Your answer must be every line of the data that contains "collect".

(Saved data entries)

------------------------

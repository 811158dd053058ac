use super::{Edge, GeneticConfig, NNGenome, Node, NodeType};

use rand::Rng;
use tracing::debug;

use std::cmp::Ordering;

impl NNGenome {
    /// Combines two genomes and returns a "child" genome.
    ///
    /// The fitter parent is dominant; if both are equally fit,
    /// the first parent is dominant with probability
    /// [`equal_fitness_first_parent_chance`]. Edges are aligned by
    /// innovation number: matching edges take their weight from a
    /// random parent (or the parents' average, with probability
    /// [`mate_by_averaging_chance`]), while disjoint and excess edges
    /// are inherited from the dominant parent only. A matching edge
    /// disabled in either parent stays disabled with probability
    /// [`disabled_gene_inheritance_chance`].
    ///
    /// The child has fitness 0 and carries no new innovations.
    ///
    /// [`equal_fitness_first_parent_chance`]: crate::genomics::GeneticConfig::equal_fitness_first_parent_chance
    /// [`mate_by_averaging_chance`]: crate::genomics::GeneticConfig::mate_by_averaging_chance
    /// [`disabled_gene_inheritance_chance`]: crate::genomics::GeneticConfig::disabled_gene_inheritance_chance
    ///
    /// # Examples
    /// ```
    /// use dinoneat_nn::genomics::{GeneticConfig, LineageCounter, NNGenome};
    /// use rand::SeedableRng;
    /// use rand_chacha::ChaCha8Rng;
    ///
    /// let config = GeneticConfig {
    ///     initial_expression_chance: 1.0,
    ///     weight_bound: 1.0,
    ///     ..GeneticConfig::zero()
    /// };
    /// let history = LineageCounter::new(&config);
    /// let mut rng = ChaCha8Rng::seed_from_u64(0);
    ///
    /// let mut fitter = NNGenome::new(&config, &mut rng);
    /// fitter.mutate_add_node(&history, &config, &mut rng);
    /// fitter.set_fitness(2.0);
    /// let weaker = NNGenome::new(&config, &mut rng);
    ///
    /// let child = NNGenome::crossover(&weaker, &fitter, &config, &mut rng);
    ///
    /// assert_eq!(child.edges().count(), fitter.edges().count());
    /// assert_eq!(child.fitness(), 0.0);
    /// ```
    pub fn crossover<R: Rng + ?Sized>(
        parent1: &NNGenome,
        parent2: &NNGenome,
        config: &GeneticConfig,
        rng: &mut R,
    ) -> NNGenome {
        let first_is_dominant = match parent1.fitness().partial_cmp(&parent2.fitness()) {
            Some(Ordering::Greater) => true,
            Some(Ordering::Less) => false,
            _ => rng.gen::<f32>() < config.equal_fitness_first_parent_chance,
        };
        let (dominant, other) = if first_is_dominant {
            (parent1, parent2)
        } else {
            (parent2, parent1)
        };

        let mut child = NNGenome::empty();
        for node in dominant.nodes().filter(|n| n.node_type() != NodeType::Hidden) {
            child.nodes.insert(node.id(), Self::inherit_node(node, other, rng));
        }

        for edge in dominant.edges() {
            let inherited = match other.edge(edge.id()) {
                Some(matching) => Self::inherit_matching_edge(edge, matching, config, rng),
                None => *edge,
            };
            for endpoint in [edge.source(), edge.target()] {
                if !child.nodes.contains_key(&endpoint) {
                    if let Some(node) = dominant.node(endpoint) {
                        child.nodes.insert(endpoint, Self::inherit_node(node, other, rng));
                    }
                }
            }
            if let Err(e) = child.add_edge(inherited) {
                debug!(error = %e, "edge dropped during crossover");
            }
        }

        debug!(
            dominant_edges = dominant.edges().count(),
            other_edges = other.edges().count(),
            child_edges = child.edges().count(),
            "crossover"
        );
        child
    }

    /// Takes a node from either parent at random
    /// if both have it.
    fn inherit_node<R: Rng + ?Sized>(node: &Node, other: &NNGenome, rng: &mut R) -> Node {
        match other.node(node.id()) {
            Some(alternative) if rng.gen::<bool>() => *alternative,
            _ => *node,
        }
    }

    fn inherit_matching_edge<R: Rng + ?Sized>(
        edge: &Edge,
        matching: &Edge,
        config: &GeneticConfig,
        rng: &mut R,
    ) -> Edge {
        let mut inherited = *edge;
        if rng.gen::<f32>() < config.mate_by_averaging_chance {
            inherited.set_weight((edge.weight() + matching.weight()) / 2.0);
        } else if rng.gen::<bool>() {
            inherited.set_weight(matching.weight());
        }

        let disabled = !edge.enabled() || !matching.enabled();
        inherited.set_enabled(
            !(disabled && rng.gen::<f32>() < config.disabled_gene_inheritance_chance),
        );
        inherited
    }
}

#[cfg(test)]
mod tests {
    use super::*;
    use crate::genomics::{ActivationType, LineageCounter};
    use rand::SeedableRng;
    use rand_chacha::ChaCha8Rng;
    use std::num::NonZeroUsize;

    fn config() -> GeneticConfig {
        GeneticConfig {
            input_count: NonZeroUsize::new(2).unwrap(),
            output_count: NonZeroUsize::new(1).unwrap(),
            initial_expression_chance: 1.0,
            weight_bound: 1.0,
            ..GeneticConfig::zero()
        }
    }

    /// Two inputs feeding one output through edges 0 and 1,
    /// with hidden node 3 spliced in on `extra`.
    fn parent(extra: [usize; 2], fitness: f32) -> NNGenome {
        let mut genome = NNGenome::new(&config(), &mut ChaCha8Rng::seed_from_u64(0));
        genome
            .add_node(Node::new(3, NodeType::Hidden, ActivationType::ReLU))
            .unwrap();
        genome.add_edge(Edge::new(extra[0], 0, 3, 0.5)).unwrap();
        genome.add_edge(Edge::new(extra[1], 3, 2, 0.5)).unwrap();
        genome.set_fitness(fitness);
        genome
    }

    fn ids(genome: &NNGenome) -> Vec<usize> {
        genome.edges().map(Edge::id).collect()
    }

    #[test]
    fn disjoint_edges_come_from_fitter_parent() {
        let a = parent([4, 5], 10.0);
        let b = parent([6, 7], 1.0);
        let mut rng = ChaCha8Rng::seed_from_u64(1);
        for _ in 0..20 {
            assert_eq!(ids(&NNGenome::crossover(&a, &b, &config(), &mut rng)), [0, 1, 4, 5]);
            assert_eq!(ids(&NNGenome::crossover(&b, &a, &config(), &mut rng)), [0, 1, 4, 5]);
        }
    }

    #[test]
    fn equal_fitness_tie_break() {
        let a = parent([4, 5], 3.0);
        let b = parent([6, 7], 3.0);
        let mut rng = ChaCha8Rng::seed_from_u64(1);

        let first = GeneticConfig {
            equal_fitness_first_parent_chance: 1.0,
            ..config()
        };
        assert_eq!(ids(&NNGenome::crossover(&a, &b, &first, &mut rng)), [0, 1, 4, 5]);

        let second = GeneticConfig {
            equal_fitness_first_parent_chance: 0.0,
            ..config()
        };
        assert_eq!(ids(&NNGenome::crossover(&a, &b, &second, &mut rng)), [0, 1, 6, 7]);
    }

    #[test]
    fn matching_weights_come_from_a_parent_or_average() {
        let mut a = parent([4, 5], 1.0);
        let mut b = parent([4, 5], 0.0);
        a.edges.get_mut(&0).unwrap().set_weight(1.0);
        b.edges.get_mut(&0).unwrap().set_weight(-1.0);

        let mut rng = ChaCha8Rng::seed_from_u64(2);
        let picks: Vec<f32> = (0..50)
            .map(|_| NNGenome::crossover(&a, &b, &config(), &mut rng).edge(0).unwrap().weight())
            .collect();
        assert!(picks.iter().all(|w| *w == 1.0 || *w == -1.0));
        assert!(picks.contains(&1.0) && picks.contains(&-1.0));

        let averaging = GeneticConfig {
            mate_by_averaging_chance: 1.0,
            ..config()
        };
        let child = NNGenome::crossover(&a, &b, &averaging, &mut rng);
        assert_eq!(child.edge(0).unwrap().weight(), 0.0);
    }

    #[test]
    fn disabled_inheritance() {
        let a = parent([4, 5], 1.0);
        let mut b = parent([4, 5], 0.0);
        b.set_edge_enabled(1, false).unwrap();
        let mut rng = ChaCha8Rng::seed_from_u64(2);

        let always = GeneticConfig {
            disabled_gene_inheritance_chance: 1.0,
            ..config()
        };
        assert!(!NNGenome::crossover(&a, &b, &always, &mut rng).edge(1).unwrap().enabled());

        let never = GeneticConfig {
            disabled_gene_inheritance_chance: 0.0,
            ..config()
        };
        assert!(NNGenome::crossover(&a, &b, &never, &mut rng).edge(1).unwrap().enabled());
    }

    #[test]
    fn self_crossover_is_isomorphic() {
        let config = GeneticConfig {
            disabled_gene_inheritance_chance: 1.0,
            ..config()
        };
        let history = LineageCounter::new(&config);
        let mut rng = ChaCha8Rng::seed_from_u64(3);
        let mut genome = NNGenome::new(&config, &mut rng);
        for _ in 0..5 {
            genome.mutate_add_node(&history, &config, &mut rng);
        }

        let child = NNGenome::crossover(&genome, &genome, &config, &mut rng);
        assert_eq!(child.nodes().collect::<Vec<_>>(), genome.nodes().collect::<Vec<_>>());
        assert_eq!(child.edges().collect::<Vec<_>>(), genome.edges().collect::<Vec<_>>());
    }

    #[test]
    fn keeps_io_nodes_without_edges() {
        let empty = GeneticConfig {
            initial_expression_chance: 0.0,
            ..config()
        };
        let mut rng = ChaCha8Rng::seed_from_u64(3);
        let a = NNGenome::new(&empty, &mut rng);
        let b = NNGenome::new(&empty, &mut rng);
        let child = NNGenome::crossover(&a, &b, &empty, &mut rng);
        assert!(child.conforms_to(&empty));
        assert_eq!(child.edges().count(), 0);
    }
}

------------------------

■ ANSWER BOX:
        genome.edges().map(Edge::id).collect()
            .collect();
        assert_eq!(child.nodes().collect::<Vec<_>>(), genome.nodes().collect::<Vec<_>>());
        assert_eq!(child.edges().collect::<Vec<_>>(), genome.edges().collect::<Vec<_>>());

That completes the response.